Collected data
⁂

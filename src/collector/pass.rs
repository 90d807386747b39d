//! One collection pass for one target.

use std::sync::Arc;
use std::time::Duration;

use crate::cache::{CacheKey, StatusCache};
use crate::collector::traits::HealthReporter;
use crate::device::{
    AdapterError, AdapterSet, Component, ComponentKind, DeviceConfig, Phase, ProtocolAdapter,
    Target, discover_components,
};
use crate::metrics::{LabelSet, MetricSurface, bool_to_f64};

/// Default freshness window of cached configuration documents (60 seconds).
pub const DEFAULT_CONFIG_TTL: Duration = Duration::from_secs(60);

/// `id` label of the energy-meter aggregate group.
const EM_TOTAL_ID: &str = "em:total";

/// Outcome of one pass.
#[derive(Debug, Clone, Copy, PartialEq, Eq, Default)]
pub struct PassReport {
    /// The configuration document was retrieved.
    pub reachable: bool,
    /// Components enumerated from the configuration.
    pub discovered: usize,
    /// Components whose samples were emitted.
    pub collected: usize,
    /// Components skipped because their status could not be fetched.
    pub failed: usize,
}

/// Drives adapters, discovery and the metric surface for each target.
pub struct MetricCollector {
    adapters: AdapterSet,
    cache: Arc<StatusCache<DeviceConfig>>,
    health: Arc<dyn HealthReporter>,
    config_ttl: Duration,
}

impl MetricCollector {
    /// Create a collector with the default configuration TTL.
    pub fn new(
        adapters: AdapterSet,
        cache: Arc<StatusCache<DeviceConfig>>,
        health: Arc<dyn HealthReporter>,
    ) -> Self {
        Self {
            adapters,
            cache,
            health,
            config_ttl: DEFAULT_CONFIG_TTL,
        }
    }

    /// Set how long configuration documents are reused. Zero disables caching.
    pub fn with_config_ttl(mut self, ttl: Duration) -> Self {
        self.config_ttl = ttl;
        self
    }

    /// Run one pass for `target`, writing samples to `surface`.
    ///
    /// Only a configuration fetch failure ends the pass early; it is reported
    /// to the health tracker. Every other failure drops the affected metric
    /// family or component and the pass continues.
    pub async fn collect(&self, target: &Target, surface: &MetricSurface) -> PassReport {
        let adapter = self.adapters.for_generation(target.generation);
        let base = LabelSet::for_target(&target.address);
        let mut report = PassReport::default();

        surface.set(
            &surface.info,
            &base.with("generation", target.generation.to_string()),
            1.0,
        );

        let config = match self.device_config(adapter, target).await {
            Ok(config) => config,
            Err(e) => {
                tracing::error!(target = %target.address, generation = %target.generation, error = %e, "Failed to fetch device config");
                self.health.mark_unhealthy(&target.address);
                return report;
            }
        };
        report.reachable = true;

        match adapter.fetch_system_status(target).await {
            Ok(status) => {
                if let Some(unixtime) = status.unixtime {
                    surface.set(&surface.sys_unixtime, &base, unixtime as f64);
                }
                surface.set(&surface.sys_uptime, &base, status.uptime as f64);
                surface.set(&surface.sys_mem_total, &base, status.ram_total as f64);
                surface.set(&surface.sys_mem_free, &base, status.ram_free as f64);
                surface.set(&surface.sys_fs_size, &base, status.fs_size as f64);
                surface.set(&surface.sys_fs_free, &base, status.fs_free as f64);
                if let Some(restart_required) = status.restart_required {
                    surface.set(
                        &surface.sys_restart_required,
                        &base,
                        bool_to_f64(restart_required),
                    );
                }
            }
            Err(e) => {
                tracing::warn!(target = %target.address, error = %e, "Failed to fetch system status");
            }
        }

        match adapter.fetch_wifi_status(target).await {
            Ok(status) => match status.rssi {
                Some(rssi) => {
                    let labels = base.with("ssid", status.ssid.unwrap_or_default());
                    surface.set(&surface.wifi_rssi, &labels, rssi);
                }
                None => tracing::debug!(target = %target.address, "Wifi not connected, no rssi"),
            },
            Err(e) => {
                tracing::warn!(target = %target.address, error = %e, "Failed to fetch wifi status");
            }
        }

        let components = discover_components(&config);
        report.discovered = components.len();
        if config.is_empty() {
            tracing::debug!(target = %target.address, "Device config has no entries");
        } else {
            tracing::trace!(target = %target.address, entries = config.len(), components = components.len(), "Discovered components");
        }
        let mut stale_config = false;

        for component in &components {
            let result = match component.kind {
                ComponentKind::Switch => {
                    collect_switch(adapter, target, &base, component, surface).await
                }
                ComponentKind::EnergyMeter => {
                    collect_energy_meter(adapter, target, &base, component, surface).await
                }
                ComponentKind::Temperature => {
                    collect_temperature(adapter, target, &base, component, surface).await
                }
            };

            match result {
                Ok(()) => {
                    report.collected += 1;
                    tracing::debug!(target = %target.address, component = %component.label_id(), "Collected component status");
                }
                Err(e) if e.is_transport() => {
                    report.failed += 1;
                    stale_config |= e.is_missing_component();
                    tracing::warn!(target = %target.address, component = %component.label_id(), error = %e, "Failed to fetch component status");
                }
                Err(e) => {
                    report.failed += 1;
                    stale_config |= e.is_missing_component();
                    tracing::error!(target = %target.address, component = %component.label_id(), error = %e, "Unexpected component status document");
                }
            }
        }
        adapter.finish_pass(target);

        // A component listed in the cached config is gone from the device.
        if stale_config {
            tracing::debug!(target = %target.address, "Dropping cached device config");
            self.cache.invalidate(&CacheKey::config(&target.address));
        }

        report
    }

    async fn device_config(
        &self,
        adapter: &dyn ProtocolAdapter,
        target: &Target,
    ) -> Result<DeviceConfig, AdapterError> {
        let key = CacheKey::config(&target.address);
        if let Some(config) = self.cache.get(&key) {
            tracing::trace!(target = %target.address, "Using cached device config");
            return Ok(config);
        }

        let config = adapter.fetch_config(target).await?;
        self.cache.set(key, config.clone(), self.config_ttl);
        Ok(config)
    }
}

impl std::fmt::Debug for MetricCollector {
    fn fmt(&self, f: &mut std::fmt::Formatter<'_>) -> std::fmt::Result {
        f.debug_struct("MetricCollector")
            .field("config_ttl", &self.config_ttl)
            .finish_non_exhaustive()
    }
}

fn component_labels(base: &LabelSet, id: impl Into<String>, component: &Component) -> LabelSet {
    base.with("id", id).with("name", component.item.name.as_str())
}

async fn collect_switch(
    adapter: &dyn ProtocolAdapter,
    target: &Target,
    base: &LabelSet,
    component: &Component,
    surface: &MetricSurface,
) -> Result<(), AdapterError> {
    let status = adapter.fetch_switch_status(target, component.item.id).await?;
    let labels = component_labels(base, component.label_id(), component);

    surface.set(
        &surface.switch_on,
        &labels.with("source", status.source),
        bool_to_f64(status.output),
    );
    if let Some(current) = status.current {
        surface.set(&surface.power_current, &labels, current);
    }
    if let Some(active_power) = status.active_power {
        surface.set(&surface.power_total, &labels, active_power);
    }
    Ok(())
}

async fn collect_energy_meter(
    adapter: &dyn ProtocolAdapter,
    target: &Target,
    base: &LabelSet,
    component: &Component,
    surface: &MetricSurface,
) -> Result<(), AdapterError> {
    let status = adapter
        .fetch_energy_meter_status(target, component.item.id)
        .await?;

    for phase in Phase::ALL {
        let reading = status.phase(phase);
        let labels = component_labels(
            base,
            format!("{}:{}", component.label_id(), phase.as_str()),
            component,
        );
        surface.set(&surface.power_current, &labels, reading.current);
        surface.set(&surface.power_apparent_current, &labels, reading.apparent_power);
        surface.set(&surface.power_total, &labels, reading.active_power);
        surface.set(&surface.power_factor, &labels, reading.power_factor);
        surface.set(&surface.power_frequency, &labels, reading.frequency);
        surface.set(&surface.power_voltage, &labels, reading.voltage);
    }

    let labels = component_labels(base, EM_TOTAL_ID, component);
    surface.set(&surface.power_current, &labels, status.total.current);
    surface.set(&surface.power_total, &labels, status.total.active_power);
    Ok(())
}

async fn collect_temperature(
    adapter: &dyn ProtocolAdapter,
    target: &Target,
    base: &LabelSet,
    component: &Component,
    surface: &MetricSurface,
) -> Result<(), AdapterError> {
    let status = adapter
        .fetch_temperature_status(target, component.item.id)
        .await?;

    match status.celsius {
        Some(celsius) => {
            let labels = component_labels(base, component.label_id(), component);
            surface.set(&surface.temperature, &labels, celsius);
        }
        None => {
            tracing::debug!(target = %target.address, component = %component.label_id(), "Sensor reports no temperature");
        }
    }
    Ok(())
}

⁂

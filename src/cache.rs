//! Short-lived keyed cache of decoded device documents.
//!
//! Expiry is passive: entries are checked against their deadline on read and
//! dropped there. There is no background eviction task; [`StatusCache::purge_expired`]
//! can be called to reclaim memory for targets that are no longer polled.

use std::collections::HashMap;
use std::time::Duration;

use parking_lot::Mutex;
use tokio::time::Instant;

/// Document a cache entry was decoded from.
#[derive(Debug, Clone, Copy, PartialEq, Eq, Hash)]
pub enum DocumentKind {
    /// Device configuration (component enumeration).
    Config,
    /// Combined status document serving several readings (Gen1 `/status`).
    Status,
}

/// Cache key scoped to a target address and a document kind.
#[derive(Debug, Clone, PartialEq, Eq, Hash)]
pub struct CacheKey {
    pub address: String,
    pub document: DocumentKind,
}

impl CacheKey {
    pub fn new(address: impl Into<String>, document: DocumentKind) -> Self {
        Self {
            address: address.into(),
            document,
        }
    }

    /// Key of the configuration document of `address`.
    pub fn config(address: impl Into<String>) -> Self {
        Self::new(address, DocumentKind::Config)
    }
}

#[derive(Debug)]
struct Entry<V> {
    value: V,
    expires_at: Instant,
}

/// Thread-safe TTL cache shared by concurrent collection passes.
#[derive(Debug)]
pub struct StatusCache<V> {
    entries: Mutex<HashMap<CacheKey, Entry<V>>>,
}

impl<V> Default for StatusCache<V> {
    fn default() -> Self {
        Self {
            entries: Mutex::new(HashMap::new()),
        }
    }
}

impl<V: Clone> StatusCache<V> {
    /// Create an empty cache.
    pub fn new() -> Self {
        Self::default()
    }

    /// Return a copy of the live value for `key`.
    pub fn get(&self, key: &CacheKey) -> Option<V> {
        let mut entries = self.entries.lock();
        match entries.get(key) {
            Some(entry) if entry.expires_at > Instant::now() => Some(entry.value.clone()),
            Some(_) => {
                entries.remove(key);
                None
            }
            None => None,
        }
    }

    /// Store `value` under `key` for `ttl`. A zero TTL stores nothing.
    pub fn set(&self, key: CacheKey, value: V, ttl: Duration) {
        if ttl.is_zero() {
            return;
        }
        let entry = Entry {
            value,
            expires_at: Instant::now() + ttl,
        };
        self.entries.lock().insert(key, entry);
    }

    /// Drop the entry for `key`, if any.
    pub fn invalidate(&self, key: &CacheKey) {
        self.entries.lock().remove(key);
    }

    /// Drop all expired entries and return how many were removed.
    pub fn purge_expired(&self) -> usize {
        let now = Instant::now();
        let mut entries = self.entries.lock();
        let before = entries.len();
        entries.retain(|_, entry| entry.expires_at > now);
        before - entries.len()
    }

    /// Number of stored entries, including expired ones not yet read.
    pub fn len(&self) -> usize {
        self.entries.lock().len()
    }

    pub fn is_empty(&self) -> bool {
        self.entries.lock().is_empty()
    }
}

⁂

→ **WHAT YOU NEED TO DO**:
Given the data above, which lines hold the string "usize"? Return them.

→ **EXERCISE RESULT**:
    pub discovered: usize,
    pub collected: usize,
    pub failed: usize,
    pub fn purge_expired(&self) -> usize {
    pub fn len(&self) -> usize {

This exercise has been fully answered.